The song Talking Heads regret: “Whiny and sad”

The hardest part of being in a band is staying on the same page. Creativity and inspiration are tough enough to manage solo, but when multiple minds are at play—each with their own ideas and vision—what feels like greatness to one member might be trash to another. Talking Heads is a prime example of this. What was golden to David Byrne was, at times, a major regret for the rest of the band, leaving them wishing they had never touched certain tracks.

This is a tale as old as time. Music that one band member loves ends up being another’s least favourite of their back catalogue. It was seen in John Lennon calling some of Paul McCartney’s Beatles songs “granny shit” or Mick Jagger hating the Stones album that Keith Richards likes best. It is always bound to happen, as you can’t expect different folks to like different strokes, and you especially can’t expect different artists and creatives to move exactly down the same path of inspiration.

But with Talking Heads, things were always a little different. While all the members are incredibly talented, it was always clear that David Byrne helmed that ship. These songs were the product of his mind, his ideas, his fancies and inspirations. The band, for better or for worse, was powered by his artistic vision as it was his voice, his lyrics and even his stage presence that made them, well, Talking Heads.

His fellow bandmates understood that. Chris Frantz and Tina Weymouth even followed David Byrne to New York just to keep the band going, well aware that they’d found something special in Byrne. But they also have never been shy about the fact that he is a difficult character to work with.

“It’s like he can’t help himself,” Frantz told The Guardian, “His brain is wired in such a way that he doesn’t know where he ends and other people begin. He can’t imagine that anyone else would be important.” But with that tunnel vision on his own genius, it meant that the band were sometimes playing on songs they’d rather never have recorded.

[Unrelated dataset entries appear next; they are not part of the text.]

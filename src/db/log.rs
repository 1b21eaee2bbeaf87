use crate::errors::AppResult;
use crate::models::user::UserId;
use chrono::Local;
use rusqlite::Connection;
use rusqlite::params;

/// Write an audit line into the `log` table.
///
/// `user` is `None` for database-wide events (init), which every user sees.
pub fn audit(
    conn: &Connection,
    user: Option<&UserId>,
    operation: &str,
    target: &str,
    message: &str,
) -> AppResult<()> {
    let now = Local::now().to_rfc3339();

    let mut stmt = conn.prepare_cached(
        "INSERT INTO log (date, user_id, operation, target, message)
         VALUES (?1, ?2, ?3, ?4, ?5)",
    )?;

    stmt.execute(params![
        now,
        user.map(UserId::as_str),
        operation,
        target,
        message
    ])?;

    Ok(())
}

#[derive(Debug, Clone)]
pub struct LogEntry {
    pub id: i64,
    pub date: String,
    pub operation: String,
    pub target: String,
    pub message: String,
}

/// Log rows of `user` plus the database-wide ones (migrations, init),
/// oldest first.
pub fn load_log(conn: &Connection, user: &UserId) -> AppResult<Vec<LogEntry>> {
    let mut stmt = conn.prepare_cached(
        "SELECT id, date, operation, IFNULL(target, ''), message FROM log
         WHERE user_id = ?1 OR user_id IS NULL
         ORDER BY id ASC",
    )?;

    let rows = stmt.query_map([user.as_str()], |row| {
        Ok(LogEntry {
            id: row.get(0)?,
            date: row.get(1)?,
            operation: row.get(2)?,
            target: row.get(3)?,
            message: row.get(4)?,
        })
    })?;

    let mut out = Vec::new();
    for r in rows {
        out.push(r?);
    }
    Ok(out)
}
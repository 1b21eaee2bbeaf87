use crate::cli::parser::Commands;
use crate::config::Config;
use crate::db::migrate::{pending_migrations, run_pending_migrations};
use crate::db::pool::DbPool;
use crate::db::stats;
use crate::errors::AppResult;
use crate::ui::messages::success;
use crate::utils::colors::{CYAN, GREEN, RED, RESET};

pub fn handle(cmd: &Commands, cfg: &Config) -> AppResult<()> {
    if let Commands::Db {
        migrate,
        check,
        vacuum,
        info,
    } = cmd
    {
        // Opened without migrating, so `--migrate` can report what it does.
        let pool = DbPool::new(&cfg.database)?;

        //
        // 1) MIGRATE
        //
        if *migrate {
            println!("{}▶ Running migrations…{}", CYAN, RESET);
            if pending_migrations(&pool.conn)?.is_empty() {
                println!("{}✔ Schema already up to date.{}\n", GREEN, RESET);
            } else {
                let applied = run_pending_migrations(&pool.conn)?;
                for step in &applied {
                    success(format!("Migration applied: {}", step));
                }
                println!(
                    "{}✔ Migration completed ({} applied).{}\n",
                    GREEN,
                    applied.len(),
                    RESET
                );
            }
        }

        //
        // 2) INFO
        //
        if *info {
            run_pending_migrations(&pool.conn)?;
            stats::print_db_info(&pool, &cfg.database)?;
        }

        //
        // 3) CHECK
        //
        if *check {
            println!("{}▶ Running integrity check…{}", CYAN, RESET);

            let integrity: String = pool
                .conn
                .query_row("PRAGMA integrity_check;", [], |row| row.get(0))?;

            if integrity == "ok" {
                println!("{}✔ Integrity check passed.{}\n", GREEN, RESET);
            } else {
                println!("{}✘ Integrity check failed:{} {}\n", RED, RESET, integrity);
            }
        }

        //
        // 4) VACUUM
        //
        if *vacuum {
            println!("{}▶ Running VACUUM…{}", CYAN, RESET);
            pool.conn.execute_batch("VACUUM;")?;
            println!("{}✔ Vacuum completed.{}\n", GREEN, RESET);
        }
    }

    Ok(())
}
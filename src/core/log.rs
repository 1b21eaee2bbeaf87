use crate::db::log::{LogEntry, load_log};
use crate::db::pool::DbPool;
use crate::errors::AppResult;
use crate::models::user::UserId;
use crate::ui::messages::empty;
use crate::utils::formatting::{pad_right, strip_ansi};
use ansi_term::Colour;

const OP_TARGET_MAX: usize = 60;

/// ANSI colour for an audit operation.
fn color_for_operation(op: &str) -> Colour {
    match op {
        "add" => Colour::Green,
        "del" => Colour::Red,
        "edit" => Colour::Yellow,
        "status" => Colour::Cyan,
        "migration_applied" => Colour::Purple,
        "init" => Colour::RGB(255, 153, 51),
        _ => Colour::White,
    }
}

/// "operation (target)" with only the operation painted, cut to
/// `OP_TARGET_MAX` visible characters.
fn op_target(entry: &LogEntry) -> String {
    let plain = if entry.target.is_empty() {
        entry.operation.clone()
    } else {
        format!("{} ({})", entry.operation, entry.target)
    };

    let visible = if plain.chars().count() > OP_TARGET_MAX {
        let mut s: String = plain.chars().take(OP_TARGET_MAX - 3).collect();
        s.push_str("...");
        s
    } else {
        plain
    };

    let color = color_for_operation(&entry.operation);
    match visible.split_once(' ') {
        Some((op, rest)) => format!("{} {}", color.paint(op), rest),
        None => color.paint(visible.as_str()).to_string(),
    }
}

fn display_date(raw: &str) -> String {
    chrono::DateTime::parse_from_rfc3339(raw)
        .map(|dt| dt.format("%FT%T%:z").to_string())
        .unwrap_or_else(|_| raw.to_string())
}

pub struct LogLogic;

impl LogLogic {
    /// Audit rows visible to `user`: their own plus database-wide events.
    pub fn print_log(pool: &DbPool, user: &UserId) -> AppResult<()> {
        let entries = load_log(&pool.conn, user)?;
        if entries.is_empty() {
            empty("log entries");
            return Ok(());
        }

        let rows: Vec<(i64, String, String, &str)> = entries
            .iter()
            .map(|e| (e.id, display_date(&e.date), op_target(e), e.message.as_str()))
            .collect();

        let id_w = rows.iter().map(|r| r.0.to_string().len()).max().unwrap_or(1);
        let date_w = rows.iter().map(|r| r.1.len()).max().unwrap_or(10);
        let op_w = rows
            .iter()
            .map(|r| strip_ansi(&r.2).chars().count())
            .max()
            .unwrap_or(10);

        println!("📜 Internal log:\n");

        for (id, date, op, message) in rows {
            println!(
                "{:>id_w$}: {:<date_w$} | {} => {}",
                id,
                date,
                pad_right(&op, op_w),
                message,
                id_w = id_w,
                date_w = date_w
            );
        }

        Ok(())
    }
}
use crate::core::records::{
    audited_delete, audited_insert, audited_update, ensure_owned, existing, non_negative,
    optional_text, required_text,
};
use crate::db::store::{AuditLog, Repository};
use crate::errors::AppResult;
use crate::models::budget::{Budget, BudgetInput};
use crate::models::client::Client;
use crate::models::user::UserId;

pub struct BudgetLogic;

fn validated<S>(store: &S, user: &UserId, input: &BudgetInput) -> AppResult<BudgetInput>
where
    S: Repository<Client> + ?Sized,
{
    let title = required_text("title", &input.title)?;
    let amount = non_negative("amount", input.amount)?;
    ensure_owned::<Client, S>(store, user, input.client_id)?;

    Ok(BudgetInput {
        title,
        amount,
        description: optional_text(&input.description),
        ..input.clone()
    })
}

impl BudgetLogic {
    pub fn create<S>(store: &S, user: &UserId, input: &BudgetInput) -> AppResult<Budget>
    where
        S: Repository<Budget> + Repository<Client> + AuditLog + ?Sized,
    {
        let clean = validated(store, user, input)?;
        let summary = format!("'{}' ({:.2}, {})", clean.title, clean.amount, clean.status);
        audited_insert::<Budget, S>(store, user, &clean, &summary)
    }

    /// Newest first.
    pub fn list<S>(store: &S, user: &UserId) -> AppResult<Vec<Budget>>
    where
        S: Repository<Budget> + ?Sized,
    {
        store.list(user)
    }

    pub fn get<S>(store: &S, user: &UserId, id: i64) -> AppResult<Budget>
    where
        S: Repository<Budget> + ?Sized,
    {
        existing::<Budget, S>(store, user, id)
    }

    pub fn update<S>(store: &S, user: &UserId, id: i64, input: &BudgetInput) -> AppResult<Budget>
    where
        S: Repository<Budget> + Repository<Client> + AuditLog + ?Sized,
    {
        let clean = validated(store, user, input)?;
        let summary = format!("'{}' updated ({})", clean.title, clean.status);
        audited_update::<Budget, S>(store, user, id, &clean, &summary)
    }

    pub fn delete<S>(store: &S, user: &UserId, id: i64) -> AppResult<()>
    where
        S: Repository<Budget> + AuditLog + ?Sized,
    {
        audited_delete::<Budget, S>(store, user, id)
    }
}
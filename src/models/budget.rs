use chrono::NaiveDate;
use serde::Serialize;

text_enum! {
    BudgetStatus, "budget" {
        Pending => "pending",
        Approved => "approved",
        Rejected => "rejected",
        Completed => "completed",
    }
}

impl BudgetStatus {
    /// Pending and approved budgets count as open on the dashboard.
    pub fn is_active(self) -> bool {
        matches!(self, BudgetStatus::Pending | BudgetStatus::Approved)
    }
}

#[derive(Debug, Clone, PartialEq, Serialize)]
pub struct Budget {
    pub id: i64,
    pub user_id: String,
    pub client_id: Option<i64>,
    pub client_name: Option<String>,
    pub title: String,
    pub description: Option<String>,
    pub amount: f64,
    pub status: BudgetStatus,
    pub valid_until: Option<NaiveDate>,
    pub created_at: String,
    pub updated_at: String,
}

#[derive(Debug, Clone, PartialEq)]
pub struct BudgetInput {
    pub client_id: Option<i64>,
    pub title: String,
    pub description: Option<String>,
    pub amount: f64,
    pub status: BudgetStatus,
    pub valid_until: Option<NaiveDate>,
}
use serde::Serialize;

text_enum! {
    CardBrand, "card brand" {
        Visa => "visa",
        Mastercard => "mastercard",
        Elo => "elo",
        Amex => "amex",
        Other => "other",
    }
}

#[derive(Debug, Clone, PartialEq, Serialize)]
pub struct Card {
    pub id: i64,
    pub user_id: String,
    pub name: String,
    pub last_digits: String,
    pub brand: CardBrand,
    pub card_limit: f64,
    pub closing_day: u32,
    pub due_day: u32,
    pub created_at: String,
}

impl Card {
    /// "Visa •••• 1234"
    pub fn masked(&self) -> String {
        format!("{} •••• {}", self.brand, self.last_digits)
    }
}

#[derive(Debug, Clone, PartialEq)]
pub struct CardInput {
    pub name: String,
    pub last_digits: String,
    pub brand: CardBrand,
    pub card_limit: f64,
    pub closing_day: u32,
    pub due_day: u32,
}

“There’s a song called ‘Give Me Back My Name’ from Little Creatures. It never resonated with me,” Frantz told Vulture when asked if there was a Talking Heads song he wished had never come to be. It wasn’t that he hated it necessary; it just did absolutely nothing for him. “It’s a dispiriting song,” he said, “The music is good, but the lyrics and vocal melodies are whiny and sad. I wasn’t into it at that particular point in time. I’m not today either.”

A pattern emerges with all the songs that the rest of the band aren’t fans of. Tina Weymouth’s own least favourite is ‘The Big Country’, as she told Far Out, “I deliberately wanted to create something really dumb [laughs]. Because I think, oftentimes, confronted with David’s [Byrne] lyrics, we would interject into the song through the arrangement of the instruments. And so sometimes we would just do something that was completely contrary to whatever he was singing about.” In short, when the band didn’t get or like Byrne’s vision or lyrics, they’d stage a kind of musical coup in the instrumentation.

‘Give Me Back My Name’ was the same as Frantz admitted, “It was one of David’s “inner thoughts” songs. I’m not sure anybody really related to the song very much, but somehow it got to be on the album.” Byrne’s vision through and through, it was one of those moments where Talking Heads didn’t feel like a band, they felt like backing players to their singer.